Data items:
==============================
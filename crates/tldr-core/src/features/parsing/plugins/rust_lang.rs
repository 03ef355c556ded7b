//! Rust extractor (C2), grounded on tree-sitter-rust. `impl_item` blocks are
//! treated as the class container so methods group under the type they're
//! implemented for.

use tree_sitter::Parser;

use crate::shared::models::{FileFacts, ImportFact, ImportKind, PDGInfo};
use crate::shared::ports::language::Language;
use crate::shared::utils::tree_sitter::{extract_node_text_owned, find_child_by_kind, find_descendants_by_kind};

use super::super::infrastructure::generic_extractor::extract_file_facts;
use super::super::ports::{LanguagePlugin, SyntaxProfile};

const PROFILE: SyntaxProfile = SyntaxProfile {
    function_kinds: &["function_item"],
    class_kinds: &["impl_item"],
    if_kinds: &["if_expression"],
    elif_kinds: &[],
    else_kinds: &["else_clause"],
    while_kinds: &["while_expression"],
    for_kinds: &["for_expression"],
    repeat_kinds: &["loop_expression"],
    switch_kinds: &["match_expression"],
    case_kinds: &["match_arm"],
    try_kinds: &[],
    except_kinds: &[],
    return_kinds: &["return_expression"],
    break_kinds: &["break_expression"],
    continue_kinds: &["continue_expression"],
    raise_kinds: &["panic"],
    call_kinds: &["call_expression"],
    assignment_kinds: &["assignment_expression"],
    augmented_assignment_kinds: &["compound_assignment_expr"],
    identifier_kinds: &["identifier", "type_identifier", "field_identifier"],
    block_kinds: &["block"],
    parameter_kinds: &["parameters"],
};

pub struct RustPlugin;

impl RustPlugin {
    pub fn new() -> Self {
        Self
    }

    fn parser() -> Parser {
        let mut parser = Parser::new();
        parser
            .set_language(&tree_sitter_rust::language())
            .expect("tree-sitter-rust grammar should load");
        parser
    }
}

impl Default for RustPlugin {
    fn default() -> Self {
        Self::new()
    }
}

impl LanguagePlugin for RustPlugin {
    fn language(&self) -> Language {
        Language::Rust
    }

    fn extract_facts(&self, source: &str, file_path: &str) -> FileFacts {
        let mut parser = Self::parser();
        let Some(tree) = parser.parse(source, None) else {
            return FileFacts::empty(file_path.to_string(), String::new(), Language::Rust);
        };
        let mut facts = extract_file_facts(tree.root_node(), source, file_path, Language::Rust, &PROFILE);
        // impl_item has no single `identifier` child to name it; use the type it implements for.
        let root = tree.root_node();
        for (class_node, class_fact) in find_descendants_by_kind(&root, "impl_item")
            .into_iter()
            .zip(facts.classes.iter_mut())
        {
            if let Some(type_node) = find_child_by_kind(&class_node, "type_identifier") {
                class_fact.name = extract_node_text_owned(&type_node, source);
            }
        }
        facts.imports = self.parse_imports(source);
        facts
    }

    fn parse_imports(&self, source: &str) -> Vec<ImportFact> {
        let mut parser = Self::parser();
        let Some(tree) = parser.parse(source, None) else {
            return Vec::new();
        };
        let root = tree.root_node();
        let mut imports = Vec::new();
        for node in find_descendants_by_kind(&root, "use_declaration") {
            let line = node.start_position().row as u32 + 1;
            let module = extract_node_text_owned(&node, source)
                .trim_start_matches("use ")
                .trim_end_matches(';')
                .to_string();
            imports.push(ImportFact::new(ImportKind::Use, module, line));
        }
        for node in find_descendants_by_kind(&root, "extern_crate_declaration") {
            let line = node.start_position().row as u32 + 1;
            if let Some(name) = find_child_by_kind(&node, "identifier") {
                imports.push(ImportFact::new(
                    ImportKind::ExternCrate,
                    extract_node_text_owned(&name, source),
                    line,
                ));
            }
        }
        imports
    }

    fn syntax_profile(&self) -> Option<&SyntaxProfile> {
        Some(&PROFILE)
    }

    fn build_pdgs(&self, source: &str) -> Vec<PDGInfo> {
        let mut parser = Self::parser();
        let Some(tree) = parser.parse(source, None) else {
            return Vec::new();
        };
        let cfgs = crate::features::flow_graph::build_cfgs_for_tree(tree.root_node(), source, &PROFILE);
        let dfgs = crate::features::data_flow::build_dfgs_for_tree(tree.root_node(), source, &PROFILE);
        cfgs.into_iter()
            .zip(dfgs)
            .map(|(cfg, dfg)| crate::features::pdg::build_pdg(cfg, dfg))
            .collect()
    }
}

#[cfg(test)]
mod tests {
    use super::*;

    #[test]
    fn test_function_item() {
        let plugin = RustPlugin::new();
        let source = "fn add(a: i32, b: i32) -> i32 {\n    a + b\n}\n";
        let facts = plugin.extract_facts(source, "lib.rs");
        assert_eq!(facts.functions.len(), 1);
        assert_eq!(facts.functions[0].name, "add");
    }

    #[test]
    fn test_impl_block_groups_methods() {
        let plugin = RustPlugin::new();
        let source = "struct Foo;\nimpl Foo {\n    fn bar(&self) {}\n}\n";
        let facts = plugin.extract_facts(source, "foo.rs");
        assert_eq!(facts.classes.len(), 1);
        assert_eq!(facts.classes[0].name, "Foo");
        assert_eq!(facts.classes[0].methods.len(), 1);
    }

    #[test]
    fn test_use_declaration() {
        let plugin = RustPlugin::new();
        let source = "use std::collections::HashMap;\n";
        let imports = plugin.parse_imports(source);
        assert_eq!(imports.len(), 1);
        assert_eq!(imports[0].kind, ImportKind::Use);
        assert!(imports[0].module.contains("HashMap"));
    }
}
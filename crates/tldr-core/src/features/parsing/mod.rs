//! Parsing feature (C1/C2): per-language fact extraction.
//!
//! ## Structure
//! - `ports/` - `LanguagePlugin` trait, `SyntaxProfile`, `LanguageRegistry`
//! - `infrastructure/` - the generic `SyntaxProfile`-driven extractor shared
//!   by every grammar-backed plugin
//! - `plugins/` - one plugin per language: grammar-backed (Python, JS, TS,
//!   Rust, Go, Java, Kotlin, Lua), a dedicated Luau extractor, and the
//!   regex-fallback extractor for languages with no wired-up grammar

pub mod infrastructure;
pub mod plugins;
pub mod ports;

pub use plugins::create_full_registry;
pub use ports::{ExtractionContext, LanguagePlugin, LanguageRegistry, SyntaxProfile};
==============================
# [What the exercise asks]
Take the entries above and transcribe them exactly.

# [Exercise answer]
filename crates/tldr-core/src/features/parsing/plugins/rust_lang.rs
repository 03ef355c556ded7b
//! Rust extractor (C2), grounded on tree-sitter-rust. `impl_item` blocks are
//! treated as the class container so methods group under the type they're
//! implemented for.

use tree_sitter::Parser;

use crate::shared::models::{FileFacts, ImportFact, ImportKind, PDGInfo};
use crate::shared::ports::language::Language;
use crate::shared::utils::tree_sitter::{extract_node_text_owned, find_child_by_kind, find_descendants_by_kind};

use super::super::infrastructure::generic_extractor::extract_file_facts;
use super::super::ports::{LanguagePlugin, SyntaxProfile};

const PROFILE: SyntaxProfile = SyntaxProfile {
    function_kinds: &["function_item"],
    class_kinds: &["impl_item"],
    if_kinds: &["if_expression"],
    elif_kinds: &[],
    else_kinds: &["else_clause"],
    while_kinds: &["while_expression"],
    for_kinds: &["for_expression"],
    repeat_kinds: &["loop_expression"],
    switch_kinds: &["match_expression"],
    case_kinds: &["match_arm"],
    try_kinds: &[],
    except_kinds: &[],
    return_kinds: &["return_expression"],
    break_kinds: &["break_expression"],
    continue_kinds: &["continue_expression"],
    raise_kinds: &["panic"],
    call_kinds: &["call_expression"],
    assignment_kinds: &["assignment_expression"],
    augmented_assignment_kinds: &["compound_assignment_expr"],
    identifier_kinds: &["identifier", "type_identifier", "field_identifier"],
    block_kinds: &["block"],
    parameter_kinds: &["parameters"],
};

pub struct RustPlugin;

impl RustPlugin {
    pub fn new() -> Self {
        Self
    }

    fn parser() -> Parser {
        let mut parser = Parser::new();
        parser
            .set_language(&tree_sitter_rust::language())
            .expect("tree-sitter-rust grammar should load");
        parser
    }
}

impl Default for RustPlugin {
    fn default() -> Self {
        Self::new()
    }
}

impl LanguagePlugin for RustPlugin {
    fn language(&self) -> Language {
        Language::Rust
    }

    fn extract_facts(&self, source: &str, file_path: &str) -> FileFacts {
        let mut parser = Self::parser();
        let Some(tree) = parser.parse(source, None) else {
            return FileFacts::empty(file_path.to_string(), String::new(), Language::Rust);
        };
        let mut facts = extract_file_facts(tree.root_node(), source, file_path, Language::Rust, &PROFILE);
        // impl_item has no single `identifier` child to name it; use the type it implements for.
        let root = tree.root_node();
        for (class_node, class_fact) in find_descendants_by_kind(&root, "impl_item")
            .into_iter()
            .zip(facts.classes.iter_mut())
        {
            if let Some(type_node) = find_child_by_kind(&class_node, "type_identifier") {
                class_fact.name = extract_node_text_owned(&type_node, source);
            }
        }
        facts.imports = self.parse_imports(source);
        facts
    }

    fn parse_imports(&self, source: &str) -> Vec<ImportFact> {
        let mut parser = Self::parser();
        let Some(tree) = parser.parse(source, None) else {
            return Vec::new();
        };
        let root = tree.root_node();
        let mut imports = Vec::new();
        for node in find_descendants_by_kind(&root, "use_declaration") {
            let line = node.start_position().row as u32 + 1;
            let module = extract_node_text_owned(&node, source)
                .trim_start_matches("use ")
                .trim_end_matches(';')
                .to_string();
            imports.push(ImportFact::new(ImportKind::Use, module, line));
        }
        for node in find_descendants_by_kind(&root, "extern_crate_declaration") {
            let line = node.start_position().row as u32 + 1;
            if let Some(name) = find_child_by_kind(&node, "identifier") {
                imports.push(ImportFact::new(
                    ImportKind::ExternCrate,
                    extract_node_text_owned(&name, source),
                    line,
                ));
            }
        }
        imports
    }

    fn syntax_profile(&self) -> Option<&SyntaxProfile> {
        Some(&PROFILE)
    }

    fn build_pdgs(&self, source: &str) -> Vec<PDGInfo> {
        let mut parser = Self::parser();
        let Some(tree) = parser.parse(source, None) else {
            return Vec::new();
        };
        let cfgs = crate::features::flow_graph::build_cfgs_for_tree(tree.root_node(), source, &PROFILE);
        let dfgs = crate::features::data_flow::build_dfgs_for_tree(tree.root_node(), source, &PROFILE);
        cfgs.into_iter()
            .zip(dfgs)
            .map(|(cfg, dfg)| crate::features::pdg::build_pdg(cfg, dfg))
            .collect()
    }
}

#[cfg(test)]
mod tests {
    use super::*;

    #[test]
    fn test_function_item() {
        let plugin = RustPlugin::new();
        let source = "fn add(a: i32, b: i32) -> i32 {\n    a + b\n}\n";
        let facts = plugin.extract_facts(source, "lib.rs");
        assert_eq!(facts.functions.len(), 1);
        assert_eq!(facts.functions[0].name, "add");
    }

    #[test]
    fn test_impl_block_groups_methods() {
        let plugin = RustPlugin::new();
        let source = "struct Foo;\nimpl Foo {\n    fn bar(&self) {}\n}\n";
        let facts = plugin.extract_facts(source, "foo.rs");
        assert_eq!(facts.classes.len(), 1);
        assert_eq!(facts.classes[0].name, "Foo");
        assert_eq!(facts.classes[0].methods.len(), 1);
    }

    #[test]
    fn test_use_declaration() {
        let plugin = RustPlugin::new();
        let source = "use std::collections::HashMap;\n";
        let imports = plugin.parse_imports(source);
        assert_eq!(imports.len(), 1);
        assert_eq!(imports[0].kind, ImportKind::Use);
        assert!(imports[0].module.contains("HashMap"));
    }
}
filename crates/tldr-core/src/features/parsing/mod.rs
//! Parsing feature (C1/C2): per-language fact extraction.
//!
//! ## Structure
//! - `ports/` - `LanguagePlugin` trait, `SyntaxProfile`, `LanguageRegistry`
//! - `infrastructure/` - the generic `SyntaxProfile`-driven extractor shared
//!   by every grammar-backed plugin
//! - `plugins/` - one plugin per language: grammar-backed (Python, JS, TS,
//!   Rust, Go, Java, Kotlin, Lua), a dedicated Luau extractor, and the
//!   regex-fallback extractor for languages with no wired-up grammar

pub mod infrastructure;
pub mod plugins;
pub mod ports;

pub use plugins::create_full_registry;
pub use ports::{ExtractionContext, LanguagePlugin, LanguageRegistry, SyntaxProfile};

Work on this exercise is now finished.